**Data extracts**
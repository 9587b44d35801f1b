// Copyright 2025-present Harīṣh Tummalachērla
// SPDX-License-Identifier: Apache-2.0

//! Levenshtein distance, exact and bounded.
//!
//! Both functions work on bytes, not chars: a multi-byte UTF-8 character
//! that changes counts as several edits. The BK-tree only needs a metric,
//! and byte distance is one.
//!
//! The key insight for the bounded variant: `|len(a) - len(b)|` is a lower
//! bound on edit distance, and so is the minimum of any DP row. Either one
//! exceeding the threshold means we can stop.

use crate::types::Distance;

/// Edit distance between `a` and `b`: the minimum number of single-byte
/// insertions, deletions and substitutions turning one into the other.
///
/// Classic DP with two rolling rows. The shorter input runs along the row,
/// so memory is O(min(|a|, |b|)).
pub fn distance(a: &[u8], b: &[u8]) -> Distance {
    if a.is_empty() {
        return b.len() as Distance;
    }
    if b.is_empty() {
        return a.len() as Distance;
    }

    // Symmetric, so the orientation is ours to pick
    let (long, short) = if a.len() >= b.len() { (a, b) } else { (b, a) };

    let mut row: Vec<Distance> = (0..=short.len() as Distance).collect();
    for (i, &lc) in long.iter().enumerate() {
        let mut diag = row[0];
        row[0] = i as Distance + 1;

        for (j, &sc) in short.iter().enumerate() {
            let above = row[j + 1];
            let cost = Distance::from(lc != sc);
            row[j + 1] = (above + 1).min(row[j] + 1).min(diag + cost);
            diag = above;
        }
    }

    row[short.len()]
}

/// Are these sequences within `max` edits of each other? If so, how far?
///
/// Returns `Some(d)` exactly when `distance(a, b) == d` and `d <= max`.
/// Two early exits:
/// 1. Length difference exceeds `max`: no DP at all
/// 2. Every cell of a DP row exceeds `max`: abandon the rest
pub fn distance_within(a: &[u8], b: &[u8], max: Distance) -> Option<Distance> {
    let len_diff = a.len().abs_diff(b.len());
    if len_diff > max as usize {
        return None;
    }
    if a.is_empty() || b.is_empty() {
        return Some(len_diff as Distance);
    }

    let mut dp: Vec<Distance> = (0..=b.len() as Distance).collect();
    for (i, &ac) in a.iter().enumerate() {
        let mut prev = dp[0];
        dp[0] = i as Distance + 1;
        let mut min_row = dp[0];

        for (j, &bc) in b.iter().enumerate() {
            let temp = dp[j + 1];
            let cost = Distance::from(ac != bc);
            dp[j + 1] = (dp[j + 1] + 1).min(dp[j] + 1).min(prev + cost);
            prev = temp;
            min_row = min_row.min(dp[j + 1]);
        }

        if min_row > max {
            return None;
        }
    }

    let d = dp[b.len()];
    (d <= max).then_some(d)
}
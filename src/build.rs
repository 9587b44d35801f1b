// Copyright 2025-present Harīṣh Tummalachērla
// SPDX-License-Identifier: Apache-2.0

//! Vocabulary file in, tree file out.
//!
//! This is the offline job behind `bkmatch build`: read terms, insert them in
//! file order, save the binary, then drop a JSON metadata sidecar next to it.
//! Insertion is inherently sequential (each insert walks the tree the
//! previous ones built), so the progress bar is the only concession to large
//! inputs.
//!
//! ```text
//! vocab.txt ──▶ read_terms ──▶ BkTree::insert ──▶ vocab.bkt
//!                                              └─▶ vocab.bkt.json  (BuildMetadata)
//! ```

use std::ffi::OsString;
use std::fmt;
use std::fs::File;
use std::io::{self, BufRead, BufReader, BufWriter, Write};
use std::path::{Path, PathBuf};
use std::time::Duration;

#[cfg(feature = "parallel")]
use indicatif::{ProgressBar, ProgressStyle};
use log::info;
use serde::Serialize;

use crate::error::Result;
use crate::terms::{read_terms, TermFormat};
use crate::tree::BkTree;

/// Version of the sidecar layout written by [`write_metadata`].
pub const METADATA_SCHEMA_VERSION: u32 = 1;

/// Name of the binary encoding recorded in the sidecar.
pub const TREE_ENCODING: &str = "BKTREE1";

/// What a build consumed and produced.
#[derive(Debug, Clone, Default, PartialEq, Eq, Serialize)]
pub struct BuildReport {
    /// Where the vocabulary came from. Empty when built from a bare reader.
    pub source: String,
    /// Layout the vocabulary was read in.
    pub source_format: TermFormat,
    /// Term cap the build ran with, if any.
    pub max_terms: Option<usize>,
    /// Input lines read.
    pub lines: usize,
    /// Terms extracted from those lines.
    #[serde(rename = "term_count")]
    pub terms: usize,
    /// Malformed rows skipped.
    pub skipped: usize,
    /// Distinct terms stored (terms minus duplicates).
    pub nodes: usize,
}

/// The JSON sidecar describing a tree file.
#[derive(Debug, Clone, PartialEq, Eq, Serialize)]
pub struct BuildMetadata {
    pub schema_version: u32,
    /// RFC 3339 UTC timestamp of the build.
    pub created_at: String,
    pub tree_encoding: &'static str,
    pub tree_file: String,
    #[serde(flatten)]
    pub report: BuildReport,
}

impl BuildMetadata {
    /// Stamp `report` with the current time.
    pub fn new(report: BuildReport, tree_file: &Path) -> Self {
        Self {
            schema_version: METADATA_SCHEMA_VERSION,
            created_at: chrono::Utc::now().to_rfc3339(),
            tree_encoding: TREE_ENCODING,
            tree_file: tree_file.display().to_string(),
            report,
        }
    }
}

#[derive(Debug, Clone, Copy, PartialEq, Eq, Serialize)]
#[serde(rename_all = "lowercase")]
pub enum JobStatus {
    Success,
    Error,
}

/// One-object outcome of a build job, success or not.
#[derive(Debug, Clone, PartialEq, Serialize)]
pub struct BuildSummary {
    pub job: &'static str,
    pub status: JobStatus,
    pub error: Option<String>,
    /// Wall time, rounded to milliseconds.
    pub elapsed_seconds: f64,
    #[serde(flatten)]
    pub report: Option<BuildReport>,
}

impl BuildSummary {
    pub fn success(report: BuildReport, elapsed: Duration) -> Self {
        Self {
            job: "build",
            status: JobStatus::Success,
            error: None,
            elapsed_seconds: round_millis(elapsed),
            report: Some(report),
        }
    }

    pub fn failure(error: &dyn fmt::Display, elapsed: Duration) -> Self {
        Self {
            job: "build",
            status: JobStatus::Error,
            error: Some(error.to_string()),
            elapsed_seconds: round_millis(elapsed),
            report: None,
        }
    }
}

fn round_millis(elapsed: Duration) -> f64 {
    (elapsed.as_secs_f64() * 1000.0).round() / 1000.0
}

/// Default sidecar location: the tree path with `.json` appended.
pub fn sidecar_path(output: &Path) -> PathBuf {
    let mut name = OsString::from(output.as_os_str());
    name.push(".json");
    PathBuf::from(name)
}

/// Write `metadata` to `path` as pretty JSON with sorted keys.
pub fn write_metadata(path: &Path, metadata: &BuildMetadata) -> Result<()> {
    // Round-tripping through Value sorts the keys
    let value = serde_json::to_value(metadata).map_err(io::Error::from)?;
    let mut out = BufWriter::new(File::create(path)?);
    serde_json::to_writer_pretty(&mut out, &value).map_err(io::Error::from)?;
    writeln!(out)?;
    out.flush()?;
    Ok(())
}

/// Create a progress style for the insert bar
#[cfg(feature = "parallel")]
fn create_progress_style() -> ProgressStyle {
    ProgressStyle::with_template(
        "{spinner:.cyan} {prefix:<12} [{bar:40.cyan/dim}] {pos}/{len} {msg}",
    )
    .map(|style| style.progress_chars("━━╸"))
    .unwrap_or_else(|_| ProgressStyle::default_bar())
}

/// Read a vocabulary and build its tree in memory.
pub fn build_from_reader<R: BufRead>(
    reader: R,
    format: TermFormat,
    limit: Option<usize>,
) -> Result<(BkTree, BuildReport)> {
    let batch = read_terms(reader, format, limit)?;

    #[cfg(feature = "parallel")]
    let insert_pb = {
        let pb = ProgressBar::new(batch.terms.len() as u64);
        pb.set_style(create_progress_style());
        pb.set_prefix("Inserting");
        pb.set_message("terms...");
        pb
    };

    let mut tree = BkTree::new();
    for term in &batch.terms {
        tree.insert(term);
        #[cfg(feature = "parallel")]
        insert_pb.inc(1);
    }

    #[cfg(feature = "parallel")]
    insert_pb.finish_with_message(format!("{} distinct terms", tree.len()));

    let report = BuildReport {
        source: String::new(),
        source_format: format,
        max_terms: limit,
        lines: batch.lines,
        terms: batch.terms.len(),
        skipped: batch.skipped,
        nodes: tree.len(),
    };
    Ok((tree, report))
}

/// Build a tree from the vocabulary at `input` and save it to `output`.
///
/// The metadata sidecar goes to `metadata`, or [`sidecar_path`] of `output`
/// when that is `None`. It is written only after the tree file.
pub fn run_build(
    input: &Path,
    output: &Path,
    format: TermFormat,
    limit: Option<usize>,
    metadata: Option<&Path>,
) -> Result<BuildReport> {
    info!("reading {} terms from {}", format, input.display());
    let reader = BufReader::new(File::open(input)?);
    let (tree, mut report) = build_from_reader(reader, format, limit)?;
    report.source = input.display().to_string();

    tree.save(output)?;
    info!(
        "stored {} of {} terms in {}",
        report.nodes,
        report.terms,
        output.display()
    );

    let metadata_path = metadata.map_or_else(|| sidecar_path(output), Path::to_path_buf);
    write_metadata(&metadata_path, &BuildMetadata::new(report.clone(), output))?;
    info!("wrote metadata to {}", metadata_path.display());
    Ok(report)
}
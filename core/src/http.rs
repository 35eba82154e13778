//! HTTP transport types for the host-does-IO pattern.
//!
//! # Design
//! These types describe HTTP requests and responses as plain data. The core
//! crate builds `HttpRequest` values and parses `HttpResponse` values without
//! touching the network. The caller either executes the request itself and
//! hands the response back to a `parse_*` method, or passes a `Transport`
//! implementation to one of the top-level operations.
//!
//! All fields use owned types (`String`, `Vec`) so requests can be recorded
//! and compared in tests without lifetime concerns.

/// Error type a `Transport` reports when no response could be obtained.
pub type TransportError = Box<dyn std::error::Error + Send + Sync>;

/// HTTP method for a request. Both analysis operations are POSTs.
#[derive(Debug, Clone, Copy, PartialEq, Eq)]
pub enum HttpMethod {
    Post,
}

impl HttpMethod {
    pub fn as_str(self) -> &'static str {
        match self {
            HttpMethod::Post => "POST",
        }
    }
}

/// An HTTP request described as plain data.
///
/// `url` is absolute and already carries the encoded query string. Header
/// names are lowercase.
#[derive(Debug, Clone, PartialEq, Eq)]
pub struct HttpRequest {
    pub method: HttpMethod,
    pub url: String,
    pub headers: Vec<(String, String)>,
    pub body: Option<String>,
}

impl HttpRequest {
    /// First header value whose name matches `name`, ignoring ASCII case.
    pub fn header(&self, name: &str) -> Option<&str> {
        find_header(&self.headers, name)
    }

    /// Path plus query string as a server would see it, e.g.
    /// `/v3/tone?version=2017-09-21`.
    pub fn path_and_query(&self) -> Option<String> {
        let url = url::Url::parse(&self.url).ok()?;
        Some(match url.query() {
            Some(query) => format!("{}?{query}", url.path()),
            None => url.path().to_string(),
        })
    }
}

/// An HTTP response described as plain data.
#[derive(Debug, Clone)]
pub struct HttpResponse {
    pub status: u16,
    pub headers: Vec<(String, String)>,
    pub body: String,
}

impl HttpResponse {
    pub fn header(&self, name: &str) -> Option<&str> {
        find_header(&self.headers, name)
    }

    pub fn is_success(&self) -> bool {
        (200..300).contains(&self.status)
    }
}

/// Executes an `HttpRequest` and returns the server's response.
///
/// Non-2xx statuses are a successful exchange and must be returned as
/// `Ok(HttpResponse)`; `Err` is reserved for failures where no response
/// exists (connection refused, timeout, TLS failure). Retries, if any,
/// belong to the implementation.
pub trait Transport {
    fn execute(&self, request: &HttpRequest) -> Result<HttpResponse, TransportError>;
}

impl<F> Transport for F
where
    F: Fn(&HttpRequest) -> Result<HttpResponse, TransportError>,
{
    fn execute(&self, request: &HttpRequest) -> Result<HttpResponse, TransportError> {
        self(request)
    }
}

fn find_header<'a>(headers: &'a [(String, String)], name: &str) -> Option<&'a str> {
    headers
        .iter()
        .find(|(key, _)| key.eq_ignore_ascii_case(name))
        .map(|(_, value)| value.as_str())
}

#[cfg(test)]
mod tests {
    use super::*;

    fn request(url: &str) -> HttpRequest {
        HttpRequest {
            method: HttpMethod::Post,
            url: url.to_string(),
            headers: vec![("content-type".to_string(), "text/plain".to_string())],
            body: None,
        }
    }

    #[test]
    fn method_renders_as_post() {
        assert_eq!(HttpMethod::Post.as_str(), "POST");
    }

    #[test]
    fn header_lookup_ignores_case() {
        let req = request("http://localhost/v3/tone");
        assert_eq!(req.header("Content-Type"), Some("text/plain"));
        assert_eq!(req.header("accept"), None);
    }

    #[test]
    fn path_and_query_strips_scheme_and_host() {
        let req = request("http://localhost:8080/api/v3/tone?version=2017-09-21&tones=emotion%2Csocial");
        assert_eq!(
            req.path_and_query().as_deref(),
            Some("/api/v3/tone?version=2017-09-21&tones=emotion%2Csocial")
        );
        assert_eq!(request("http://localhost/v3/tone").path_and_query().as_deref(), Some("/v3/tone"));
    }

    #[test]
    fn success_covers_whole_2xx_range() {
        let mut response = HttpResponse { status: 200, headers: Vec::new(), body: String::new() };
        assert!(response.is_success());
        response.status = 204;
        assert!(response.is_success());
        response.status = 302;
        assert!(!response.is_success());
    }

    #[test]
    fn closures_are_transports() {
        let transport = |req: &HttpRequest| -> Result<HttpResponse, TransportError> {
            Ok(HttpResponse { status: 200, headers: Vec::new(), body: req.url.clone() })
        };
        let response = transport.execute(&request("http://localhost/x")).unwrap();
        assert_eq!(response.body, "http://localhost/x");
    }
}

**Task statement**
Each line of the material that contains the string "body" has to be copied out.

**Answer to the problem**
    pub body: Option<String>,
    pub body: String,
            body: None,
        let mut response = HttpResponse { status: 200, headers: Vec::new(), body: String::new() };
            Ok(HttpResponse { status: 200, headers: Vec::new(), body: req.url.clone() })
        assert_eq!(response.body, "http://localhost/x");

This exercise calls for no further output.